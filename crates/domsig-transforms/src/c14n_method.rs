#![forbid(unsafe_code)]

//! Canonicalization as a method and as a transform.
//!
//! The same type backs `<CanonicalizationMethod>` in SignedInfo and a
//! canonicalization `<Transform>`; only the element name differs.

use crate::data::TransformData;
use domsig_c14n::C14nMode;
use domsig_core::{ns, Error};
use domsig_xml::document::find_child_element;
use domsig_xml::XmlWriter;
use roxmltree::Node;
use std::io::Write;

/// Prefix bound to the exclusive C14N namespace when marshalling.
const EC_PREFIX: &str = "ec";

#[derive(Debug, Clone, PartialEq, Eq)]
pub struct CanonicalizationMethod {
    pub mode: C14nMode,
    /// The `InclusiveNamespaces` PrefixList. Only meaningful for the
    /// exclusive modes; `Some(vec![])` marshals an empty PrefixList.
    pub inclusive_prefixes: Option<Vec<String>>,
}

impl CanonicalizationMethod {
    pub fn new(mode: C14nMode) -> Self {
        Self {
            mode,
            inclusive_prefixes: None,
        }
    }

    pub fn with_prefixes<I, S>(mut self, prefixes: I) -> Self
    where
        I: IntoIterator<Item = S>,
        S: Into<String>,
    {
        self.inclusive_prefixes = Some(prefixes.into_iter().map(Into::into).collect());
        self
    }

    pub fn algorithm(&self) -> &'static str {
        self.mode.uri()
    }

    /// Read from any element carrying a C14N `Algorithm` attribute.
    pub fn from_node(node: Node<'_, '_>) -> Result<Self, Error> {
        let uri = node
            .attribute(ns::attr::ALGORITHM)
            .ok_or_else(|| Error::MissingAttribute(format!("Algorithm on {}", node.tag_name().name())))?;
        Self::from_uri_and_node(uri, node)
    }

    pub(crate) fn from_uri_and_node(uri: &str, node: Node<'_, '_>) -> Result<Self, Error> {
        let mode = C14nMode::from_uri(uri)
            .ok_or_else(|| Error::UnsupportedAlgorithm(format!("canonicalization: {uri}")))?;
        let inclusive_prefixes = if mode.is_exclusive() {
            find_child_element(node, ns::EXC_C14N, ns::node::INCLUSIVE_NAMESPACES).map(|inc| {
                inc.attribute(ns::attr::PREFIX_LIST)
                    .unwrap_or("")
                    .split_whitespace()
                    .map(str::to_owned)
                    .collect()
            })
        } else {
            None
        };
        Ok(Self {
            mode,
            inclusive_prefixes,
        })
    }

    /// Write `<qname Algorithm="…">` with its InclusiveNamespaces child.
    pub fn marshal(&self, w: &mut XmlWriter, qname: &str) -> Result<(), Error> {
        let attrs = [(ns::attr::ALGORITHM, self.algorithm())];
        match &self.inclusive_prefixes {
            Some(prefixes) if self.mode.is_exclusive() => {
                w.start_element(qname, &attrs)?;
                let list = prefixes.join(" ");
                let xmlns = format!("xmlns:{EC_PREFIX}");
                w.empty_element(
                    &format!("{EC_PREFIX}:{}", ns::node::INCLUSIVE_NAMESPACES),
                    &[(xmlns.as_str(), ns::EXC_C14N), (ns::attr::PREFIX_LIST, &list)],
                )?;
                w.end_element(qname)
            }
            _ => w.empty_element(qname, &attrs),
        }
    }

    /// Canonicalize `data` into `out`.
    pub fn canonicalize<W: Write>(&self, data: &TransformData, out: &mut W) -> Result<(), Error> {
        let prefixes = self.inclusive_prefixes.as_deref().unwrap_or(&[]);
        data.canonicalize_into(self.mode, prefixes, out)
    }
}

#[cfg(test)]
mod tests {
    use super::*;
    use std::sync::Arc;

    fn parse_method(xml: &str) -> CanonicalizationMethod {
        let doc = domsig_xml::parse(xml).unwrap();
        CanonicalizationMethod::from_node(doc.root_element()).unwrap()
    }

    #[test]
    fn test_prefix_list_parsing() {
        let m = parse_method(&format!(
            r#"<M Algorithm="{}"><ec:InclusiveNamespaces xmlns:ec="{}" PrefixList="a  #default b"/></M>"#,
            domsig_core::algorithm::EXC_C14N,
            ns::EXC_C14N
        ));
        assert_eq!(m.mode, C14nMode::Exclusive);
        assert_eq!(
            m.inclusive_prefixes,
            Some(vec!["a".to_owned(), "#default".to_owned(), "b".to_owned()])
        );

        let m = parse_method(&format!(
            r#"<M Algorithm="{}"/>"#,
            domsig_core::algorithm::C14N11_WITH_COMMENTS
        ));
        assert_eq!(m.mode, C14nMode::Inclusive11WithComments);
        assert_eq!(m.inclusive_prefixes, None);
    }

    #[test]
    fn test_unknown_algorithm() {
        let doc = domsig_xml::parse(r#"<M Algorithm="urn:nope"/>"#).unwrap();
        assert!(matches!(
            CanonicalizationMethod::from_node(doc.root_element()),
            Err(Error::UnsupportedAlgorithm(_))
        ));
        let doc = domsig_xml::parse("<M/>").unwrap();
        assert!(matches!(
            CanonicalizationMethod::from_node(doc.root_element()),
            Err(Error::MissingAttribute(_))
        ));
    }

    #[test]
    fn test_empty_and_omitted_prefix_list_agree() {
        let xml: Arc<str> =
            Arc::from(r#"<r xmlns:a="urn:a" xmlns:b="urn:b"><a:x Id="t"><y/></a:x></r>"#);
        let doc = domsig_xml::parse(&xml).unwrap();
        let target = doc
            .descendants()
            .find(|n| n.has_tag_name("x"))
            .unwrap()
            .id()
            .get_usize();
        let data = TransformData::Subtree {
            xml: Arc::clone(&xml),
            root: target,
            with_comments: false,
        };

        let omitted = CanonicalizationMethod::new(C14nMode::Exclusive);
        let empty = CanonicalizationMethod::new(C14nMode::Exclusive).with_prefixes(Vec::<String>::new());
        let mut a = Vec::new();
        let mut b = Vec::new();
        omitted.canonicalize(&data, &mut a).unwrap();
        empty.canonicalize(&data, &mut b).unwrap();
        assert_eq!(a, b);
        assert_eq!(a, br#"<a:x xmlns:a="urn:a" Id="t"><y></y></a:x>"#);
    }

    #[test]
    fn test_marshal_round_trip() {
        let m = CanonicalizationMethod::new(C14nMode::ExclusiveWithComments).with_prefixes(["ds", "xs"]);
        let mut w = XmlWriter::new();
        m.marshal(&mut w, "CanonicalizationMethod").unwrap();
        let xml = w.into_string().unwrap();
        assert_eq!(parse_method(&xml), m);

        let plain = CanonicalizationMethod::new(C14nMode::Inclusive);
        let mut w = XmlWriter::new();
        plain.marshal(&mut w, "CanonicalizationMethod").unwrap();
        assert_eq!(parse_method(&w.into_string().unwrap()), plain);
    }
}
---
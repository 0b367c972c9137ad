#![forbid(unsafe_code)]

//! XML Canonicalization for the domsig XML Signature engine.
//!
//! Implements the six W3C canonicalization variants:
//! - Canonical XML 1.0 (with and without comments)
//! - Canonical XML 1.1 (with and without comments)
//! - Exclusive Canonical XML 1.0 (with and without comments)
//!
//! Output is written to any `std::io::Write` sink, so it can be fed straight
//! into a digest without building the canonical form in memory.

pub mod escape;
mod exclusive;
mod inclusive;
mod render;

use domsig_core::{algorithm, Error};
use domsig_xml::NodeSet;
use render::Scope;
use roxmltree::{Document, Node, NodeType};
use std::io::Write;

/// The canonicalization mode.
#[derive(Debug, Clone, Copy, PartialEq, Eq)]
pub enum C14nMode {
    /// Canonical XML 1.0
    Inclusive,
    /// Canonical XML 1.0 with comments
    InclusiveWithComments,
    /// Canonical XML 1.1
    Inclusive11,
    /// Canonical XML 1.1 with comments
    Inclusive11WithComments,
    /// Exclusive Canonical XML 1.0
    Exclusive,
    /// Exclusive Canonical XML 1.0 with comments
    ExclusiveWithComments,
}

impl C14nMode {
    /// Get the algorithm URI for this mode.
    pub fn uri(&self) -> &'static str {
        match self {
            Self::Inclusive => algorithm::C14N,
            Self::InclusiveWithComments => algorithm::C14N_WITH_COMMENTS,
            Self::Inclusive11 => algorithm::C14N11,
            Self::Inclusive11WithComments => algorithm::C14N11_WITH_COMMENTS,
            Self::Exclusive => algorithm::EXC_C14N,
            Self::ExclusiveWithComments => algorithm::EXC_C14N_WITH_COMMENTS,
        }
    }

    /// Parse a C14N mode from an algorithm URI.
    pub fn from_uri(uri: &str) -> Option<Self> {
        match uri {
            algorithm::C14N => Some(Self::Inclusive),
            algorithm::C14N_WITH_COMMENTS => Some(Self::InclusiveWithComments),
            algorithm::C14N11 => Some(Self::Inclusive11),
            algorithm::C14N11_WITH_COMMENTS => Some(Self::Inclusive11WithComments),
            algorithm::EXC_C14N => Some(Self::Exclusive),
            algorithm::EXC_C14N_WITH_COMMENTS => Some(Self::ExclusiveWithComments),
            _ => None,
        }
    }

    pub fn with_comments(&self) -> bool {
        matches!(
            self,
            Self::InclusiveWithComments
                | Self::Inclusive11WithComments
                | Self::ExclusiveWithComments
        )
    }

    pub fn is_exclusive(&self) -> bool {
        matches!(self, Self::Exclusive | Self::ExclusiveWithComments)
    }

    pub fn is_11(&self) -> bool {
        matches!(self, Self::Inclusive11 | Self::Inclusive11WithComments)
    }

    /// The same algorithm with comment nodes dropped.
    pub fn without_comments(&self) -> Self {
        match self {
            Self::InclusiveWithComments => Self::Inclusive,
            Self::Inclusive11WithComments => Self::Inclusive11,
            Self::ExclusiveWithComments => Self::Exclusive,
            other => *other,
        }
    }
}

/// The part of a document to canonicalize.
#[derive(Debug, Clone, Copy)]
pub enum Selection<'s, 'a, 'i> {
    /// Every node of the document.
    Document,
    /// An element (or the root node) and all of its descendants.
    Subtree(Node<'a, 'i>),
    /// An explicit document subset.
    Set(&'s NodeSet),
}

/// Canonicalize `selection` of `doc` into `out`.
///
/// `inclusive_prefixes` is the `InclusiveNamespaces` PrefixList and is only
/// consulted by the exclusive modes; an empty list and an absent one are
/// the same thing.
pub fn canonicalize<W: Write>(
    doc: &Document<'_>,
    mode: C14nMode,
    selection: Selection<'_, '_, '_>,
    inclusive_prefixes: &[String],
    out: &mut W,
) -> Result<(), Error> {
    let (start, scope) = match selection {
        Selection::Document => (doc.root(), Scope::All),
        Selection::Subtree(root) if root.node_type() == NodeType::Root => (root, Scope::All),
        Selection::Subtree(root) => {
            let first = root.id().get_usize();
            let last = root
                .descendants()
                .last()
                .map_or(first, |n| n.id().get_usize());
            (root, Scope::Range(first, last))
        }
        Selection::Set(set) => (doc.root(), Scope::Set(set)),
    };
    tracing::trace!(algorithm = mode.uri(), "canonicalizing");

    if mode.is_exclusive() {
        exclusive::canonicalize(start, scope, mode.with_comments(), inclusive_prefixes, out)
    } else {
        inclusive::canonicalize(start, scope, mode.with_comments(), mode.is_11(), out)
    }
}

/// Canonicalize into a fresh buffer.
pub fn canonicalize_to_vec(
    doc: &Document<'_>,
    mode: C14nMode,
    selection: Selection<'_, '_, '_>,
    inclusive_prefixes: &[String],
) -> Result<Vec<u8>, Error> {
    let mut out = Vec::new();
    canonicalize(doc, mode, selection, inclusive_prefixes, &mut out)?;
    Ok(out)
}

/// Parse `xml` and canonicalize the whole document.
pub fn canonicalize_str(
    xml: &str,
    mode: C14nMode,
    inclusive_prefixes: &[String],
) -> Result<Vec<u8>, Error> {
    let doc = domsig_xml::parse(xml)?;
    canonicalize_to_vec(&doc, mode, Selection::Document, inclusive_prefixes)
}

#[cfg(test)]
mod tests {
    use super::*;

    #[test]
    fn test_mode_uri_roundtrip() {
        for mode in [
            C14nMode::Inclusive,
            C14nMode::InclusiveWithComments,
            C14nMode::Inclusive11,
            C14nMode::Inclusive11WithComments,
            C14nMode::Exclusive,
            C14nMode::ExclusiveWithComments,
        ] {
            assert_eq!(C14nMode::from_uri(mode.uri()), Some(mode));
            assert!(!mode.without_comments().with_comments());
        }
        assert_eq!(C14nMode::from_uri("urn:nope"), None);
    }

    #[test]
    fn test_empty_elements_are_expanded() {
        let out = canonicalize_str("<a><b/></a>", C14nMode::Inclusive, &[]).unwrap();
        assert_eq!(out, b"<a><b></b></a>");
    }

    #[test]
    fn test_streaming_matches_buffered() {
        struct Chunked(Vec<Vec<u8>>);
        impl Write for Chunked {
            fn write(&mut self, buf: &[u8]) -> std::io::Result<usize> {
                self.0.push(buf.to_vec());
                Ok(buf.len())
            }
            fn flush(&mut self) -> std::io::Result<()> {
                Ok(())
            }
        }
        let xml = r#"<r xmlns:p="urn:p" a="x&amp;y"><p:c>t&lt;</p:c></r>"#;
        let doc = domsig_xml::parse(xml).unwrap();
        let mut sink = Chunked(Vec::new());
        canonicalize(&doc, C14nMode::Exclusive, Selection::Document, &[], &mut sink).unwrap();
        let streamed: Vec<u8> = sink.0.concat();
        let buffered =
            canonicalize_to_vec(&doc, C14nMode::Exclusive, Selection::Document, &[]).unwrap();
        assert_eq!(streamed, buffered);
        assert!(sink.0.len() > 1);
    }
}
---
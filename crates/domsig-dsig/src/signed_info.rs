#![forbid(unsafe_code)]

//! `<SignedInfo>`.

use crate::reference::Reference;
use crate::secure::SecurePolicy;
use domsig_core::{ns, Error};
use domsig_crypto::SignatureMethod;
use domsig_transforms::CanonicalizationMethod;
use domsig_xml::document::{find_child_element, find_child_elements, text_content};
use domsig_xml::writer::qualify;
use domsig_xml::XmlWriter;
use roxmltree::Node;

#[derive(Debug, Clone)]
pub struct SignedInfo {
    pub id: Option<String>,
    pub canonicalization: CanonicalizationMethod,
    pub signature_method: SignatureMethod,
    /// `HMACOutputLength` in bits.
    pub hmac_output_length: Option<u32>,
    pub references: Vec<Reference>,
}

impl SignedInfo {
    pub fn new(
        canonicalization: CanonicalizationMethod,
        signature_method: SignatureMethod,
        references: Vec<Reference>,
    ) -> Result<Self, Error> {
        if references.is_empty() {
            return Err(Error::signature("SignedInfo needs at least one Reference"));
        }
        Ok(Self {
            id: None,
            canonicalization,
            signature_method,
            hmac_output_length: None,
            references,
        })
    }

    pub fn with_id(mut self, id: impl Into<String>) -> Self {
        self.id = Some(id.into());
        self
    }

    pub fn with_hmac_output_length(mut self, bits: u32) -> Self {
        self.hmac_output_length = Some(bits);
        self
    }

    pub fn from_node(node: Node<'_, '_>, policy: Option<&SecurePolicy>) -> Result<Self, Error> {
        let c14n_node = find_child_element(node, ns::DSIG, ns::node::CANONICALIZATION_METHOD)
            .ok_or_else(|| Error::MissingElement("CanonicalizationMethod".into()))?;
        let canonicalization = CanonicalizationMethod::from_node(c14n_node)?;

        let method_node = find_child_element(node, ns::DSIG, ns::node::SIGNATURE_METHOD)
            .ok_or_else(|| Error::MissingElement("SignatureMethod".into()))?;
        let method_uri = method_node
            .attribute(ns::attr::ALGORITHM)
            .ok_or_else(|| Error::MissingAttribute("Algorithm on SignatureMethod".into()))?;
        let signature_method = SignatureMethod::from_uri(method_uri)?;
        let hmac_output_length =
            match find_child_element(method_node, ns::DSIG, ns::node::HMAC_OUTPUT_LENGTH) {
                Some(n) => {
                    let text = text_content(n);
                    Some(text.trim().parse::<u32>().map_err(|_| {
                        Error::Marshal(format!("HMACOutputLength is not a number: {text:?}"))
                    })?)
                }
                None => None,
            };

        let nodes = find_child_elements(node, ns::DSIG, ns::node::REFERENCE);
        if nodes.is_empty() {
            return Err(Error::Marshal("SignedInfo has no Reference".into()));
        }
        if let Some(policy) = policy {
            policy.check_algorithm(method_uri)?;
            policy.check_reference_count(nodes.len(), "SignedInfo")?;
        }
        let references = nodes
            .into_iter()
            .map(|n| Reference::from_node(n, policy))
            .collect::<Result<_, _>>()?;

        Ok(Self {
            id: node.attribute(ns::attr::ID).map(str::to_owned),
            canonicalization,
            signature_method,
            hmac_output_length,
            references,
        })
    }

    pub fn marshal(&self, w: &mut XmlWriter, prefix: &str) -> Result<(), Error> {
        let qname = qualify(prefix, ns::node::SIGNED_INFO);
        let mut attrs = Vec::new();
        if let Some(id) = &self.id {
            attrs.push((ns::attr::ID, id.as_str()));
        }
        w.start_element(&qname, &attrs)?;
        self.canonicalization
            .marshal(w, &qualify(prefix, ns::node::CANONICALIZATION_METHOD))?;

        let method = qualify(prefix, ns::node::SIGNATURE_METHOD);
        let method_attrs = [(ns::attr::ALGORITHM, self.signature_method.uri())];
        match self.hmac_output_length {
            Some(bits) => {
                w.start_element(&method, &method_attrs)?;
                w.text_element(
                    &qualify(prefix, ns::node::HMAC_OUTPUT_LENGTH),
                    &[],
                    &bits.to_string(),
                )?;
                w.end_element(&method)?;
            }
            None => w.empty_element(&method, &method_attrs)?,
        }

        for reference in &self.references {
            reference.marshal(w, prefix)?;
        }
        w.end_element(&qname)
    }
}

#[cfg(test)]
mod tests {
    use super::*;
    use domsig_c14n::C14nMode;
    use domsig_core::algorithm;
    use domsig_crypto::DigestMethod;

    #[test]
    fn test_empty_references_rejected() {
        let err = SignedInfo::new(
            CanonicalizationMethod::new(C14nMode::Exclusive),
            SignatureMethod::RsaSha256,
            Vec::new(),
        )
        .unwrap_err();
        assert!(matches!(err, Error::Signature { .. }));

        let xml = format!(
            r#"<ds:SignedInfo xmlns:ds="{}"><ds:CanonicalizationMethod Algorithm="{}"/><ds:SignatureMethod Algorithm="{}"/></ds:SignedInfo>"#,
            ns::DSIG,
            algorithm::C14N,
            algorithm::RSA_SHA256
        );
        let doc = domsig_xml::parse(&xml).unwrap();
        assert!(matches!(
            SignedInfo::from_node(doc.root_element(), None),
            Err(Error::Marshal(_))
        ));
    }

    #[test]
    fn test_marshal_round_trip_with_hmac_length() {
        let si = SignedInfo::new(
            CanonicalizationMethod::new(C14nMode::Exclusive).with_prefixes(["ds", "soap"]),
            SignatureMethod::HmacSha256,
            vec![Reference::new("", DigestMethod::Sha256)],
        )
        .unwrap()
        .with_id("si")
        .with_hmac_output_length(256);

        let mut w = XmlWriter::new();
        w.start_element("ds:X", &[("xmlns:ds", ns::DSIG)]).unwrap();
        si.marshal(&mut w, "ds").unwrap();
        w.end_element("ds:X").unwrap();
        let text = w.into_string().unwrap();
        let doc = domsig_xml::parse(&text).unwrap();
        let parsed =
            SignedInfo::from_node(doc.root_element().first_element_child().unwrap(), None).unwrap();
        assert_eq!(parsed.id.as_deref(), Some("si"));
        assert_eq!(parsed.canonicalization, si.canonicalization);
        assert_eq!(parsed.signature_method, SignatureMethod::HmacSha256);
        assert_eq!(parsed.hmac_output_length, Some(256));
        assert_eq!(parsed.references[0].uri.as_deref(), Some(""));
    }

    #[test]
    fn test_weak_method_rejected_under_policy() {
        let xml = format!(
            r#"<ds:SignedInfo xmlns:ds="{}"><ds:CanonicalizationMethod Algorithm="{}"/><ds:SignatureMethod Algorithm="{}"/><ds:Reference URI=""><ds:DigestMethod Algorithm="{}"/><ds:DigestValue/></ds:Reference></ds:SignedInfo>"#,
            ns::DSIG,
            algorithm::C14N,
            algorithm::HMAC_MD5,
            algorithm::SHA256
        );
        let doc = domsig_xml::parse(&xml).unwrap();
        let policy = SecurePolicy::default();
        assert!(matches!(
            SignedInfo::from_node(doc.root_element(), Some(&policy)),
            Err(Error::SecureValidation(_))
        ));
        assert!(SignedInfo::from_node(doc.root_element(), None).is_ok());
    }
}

» **Prompt**
In how many lines of the listing does the word "Copy" appear? Give the number and no other words.

» **Task response**
2